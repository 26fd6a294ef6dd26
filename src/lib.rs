/*!
 * # caption-validator
 *
 * A Rust library for checking timed-text caption tracks before they ship.
 *
 * ## Features
 *
 * - Detect WebVTT and SRT content from the first bytes of a file
 * - Extract cues tolerantly; malformed cues are skipped and counted
 * - Measure how much of a requested time window the cues cover
 * - Check the caption language through an external detection service:
 *   - HTTP endpoint answering `{"lang": "<tag>"}`
 *   - In-process mock for tests
 * - Report every failure as one JSON object per line
 *
 * ## Architecture
 *
 * The library is organized in these main modules:
 * - `timecode`: WebVTT and SRT timestamp parsing
 * - `caption_processor`: Format sniffing and cue extraction
 * - `validation`: Quality checks:
 *   - `validation::coverage`: Time window coverage
 *   - `validation::language`: Language conformance
 *   - `validation::failure`: Failure records and their JSON form
 *   - `validation::service`: Orchestration of a validation run
 * - `providers`: Language detection clients:
 *   - `providers::http`: HTTP endpoint client
 *   - `providers::mock`: In-process mock detector
 *   - `providers::mock_server`: Mock detection server router
 * - `app_config`: Configuration management
 * - `app_controller`: Main application controller
 * - `file_utils`: File system operations
 * - `logging`: Stderr logger
 * - `errors`: Custom error types for the application
 *
 * ## License
 *
 * This project is licensed under the MIT License
 */

// Global lints configuration
// These lints will be allowed but not auto-fixed
#![allow(clippy::uninlined_format_args)]
#![allow(clippy::redundant_closure_for_method_calls)]

// Public modules
pub mod app_config;
pub mod app_controller;
pub mod caption_processor;
pub mod errors;
pub mod file_utils;
pub mod logging;
pub mod providers;
pub mod timecode;
pub mod validation;

// Re-export main types for easier usage
pub use app_config::Config;
pub use caption_processor::{CaptionCue, CaptionFormat, CaptionTrack, sniff_format};
pub use errors::{AppError, ConfigError, DetectorError, TimecodeError};
pub use providers::{HttpLanguageDetector, LanguageDetector};
pub use timecode::{TimecodeStyle, parse_timecode};
pub use validation::{TimeWindow, ValidationFailure, ValidationReport, ValidationRequest, ValidationService};
use log::{debug, warn};
use std::sync::Arc;

use crate::caption_processor::CaptionTrack;
use crate::providers::LanguageDetector;
use crate::validation::failure::{EXPECTED_LANGUAGE, ValidationFailure};

// @module: Spoken/written language conformance of caption text

/// Checks that caption text is detected as `en-US`
#[derive(Debug, Clone)]
pub struct LanguageValidator {
    detector: Arc<dyn LanguageDetector>,
}

impl LanguageValidator {
    pub fn new(detector: Arc<dyn LanguageDetector>) -> Self {
        Self { detector }
    }

    /// Check the joined text of all non-empty cues.
    ///
    /// Tracks without any text are not sent to the detector and pass.
    pub async fn evaluate(&self, track: &CaptionTrack) -> Option<ValidationFailure> {
        self.evaluate_text(&track.joined_text()).await
    }

    pub async fn evaluate_text(&self, text: &str) -> Option<ValidationFailure> {
        if text.is_empty() {
            debug!("No caption text, skipping language detection");
            return None;
        }

        match self.detector.detect_language(text).await {
            Ok(tag) if tag == EXPECTED_LANGUAGE => {
                debug!("Detected expected language {}", tag);
                None
            }
            Ok(tag) => Some(ValidationFailure::language_mismatch(tag)),
            Err(e) => {
                warn!("Language detection failed: {}", e);
                Some(ValidationFailure::language_undetectable(e))
            }
        }
    }
}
....
■ **Work request**: Make an exact copy of all the lines above.

■ **Response to this exercise**:
repository 26fd6a294ef6dd26
filename src/lib.rs
/*!
 * # caption-validator
 *
 * A Rust library for checking timed-text caption tracks before they ship.
 *
 * ## Features
 *
 * - Detect WebVTT and SRT content from the first bytes of a file
 * - Extract cues tolerantly; malformed cues are skipped and counted
 * - Measure how much of a requested time window the cues cover
 * - Check the caption language through an external detection service:
 *   - HTTP endpoint answering `{"lang": "<tag>"}`
 *   - In-process mock for tests
 * - Report every failure as one JSON object per line
 *
 * ## Architecture
 *
 * The library is organized in these main modules:
 * - `timecode`: WebVTT and SRT timestamp parsing
 * - `caption_processor`: Format sniffing and cue extraction
 * - `validation`: Quality checks:
 *   - `validation::coverage`: Time window coverage
 *   - `validation::language`: Language conformance
 *   - `validation::failure`: Failure records and their JSON form
 *   - `validation::service`: Orchestration of a validation run
 * - `providers`: Language detection clients:
 *   - `providers::http`: HTTP endpoint client
 *   - `providers::mock`: In-process mock detector
 *   - `providers::mock_server`: Mock detection server router
 * - `app_config`: Configuration management
 * - `app_controller`: Main application controller
 * - `file_utils`: File system operations
 * - `logging`: Stderr logger
 * - `errors`: Custom error types for the application
 *
 * ## License
 *
 * This project is licensed under the MIT License
 */

// Global lints configuration
// These lints will be allowed but not auto-fixed
#![allow(clippy::uninlined_format_args)]
#![allow(clippy::redundant_closure_for_method_calls)]

// Public modules
pub mod app_config;
pub mod app_controller;
pub mod caption_processor;
pub mod errors;
pub mod file_utils;
pub mod logging;
pub mod providers;
pub mod timecode;
pub mod validation;

// Re-export main types for easier usage
pub use app_config::Config;
pub use caption_processor::{CaptionCue, CaptionFormat, CaptionTrack, sniff_format};
pub use errors::{AppError, ConfigError, DetectorError, TimecodeError};
pub use providers::{HttpLanguageDetector, LanguageDetector};
pub use timecode::{TimecodeStyle, parse_timecode};
pub use validation::{TimeWindow, ValidationFailure, ValidationReport, ValidationRequest, ValidationService};
use log::{debug, warn};
use std::sync::Arc;

use crate::caption_processor::CaptionTrack;
use crate::providers::LanguageDetector;
use crate::validation::failure::{EXPECTED_LANGUAGE, ValidationFailure};

// @module: Spoken/written language conformance of caption text

/// Checks that caption text is detected as `en-US`
#[derive(Debug, Clone)]
pub struct LanguageValidator {
    detector: Arc<dyn LanguageDetector>,
}

impl LanguageValidator {
    pub fn new(detector: Arc<dyn LanguageDetector>) -> Self {
        Self { detector }
    }

    /// Check the joined text of all non-empty cues.
    ///
    /// Tracks without any text are not sent to the detector and pass.
    pub async fn evaluate(&self, track: &CaptionTrack) -> Option<ValidationFailure> {
        self.evaluate_text(&track.joined_text()).await
    }

    pub async fn evaluate_text(&self, text: &str) -> Option<ValidationFailure> {
        if text.is_empty() {
            debug!("No caption text, skipping language detection");
            return None;
        }

        match self.detector.detect_language(text).await {
            Ok(tag) if tag == EXPECTED_LANGUAGE => {
                debug!("Detected expected language {}", tag);
                None
            }
            Ok(tag) => Some(ValidationFailure::language_mismatch(tag)),
            Err(e) => {
                warn!("Language detection failed: {}", e);
                Some(ValidationFailure::language_undetectable(e))
            }
        }
    }
}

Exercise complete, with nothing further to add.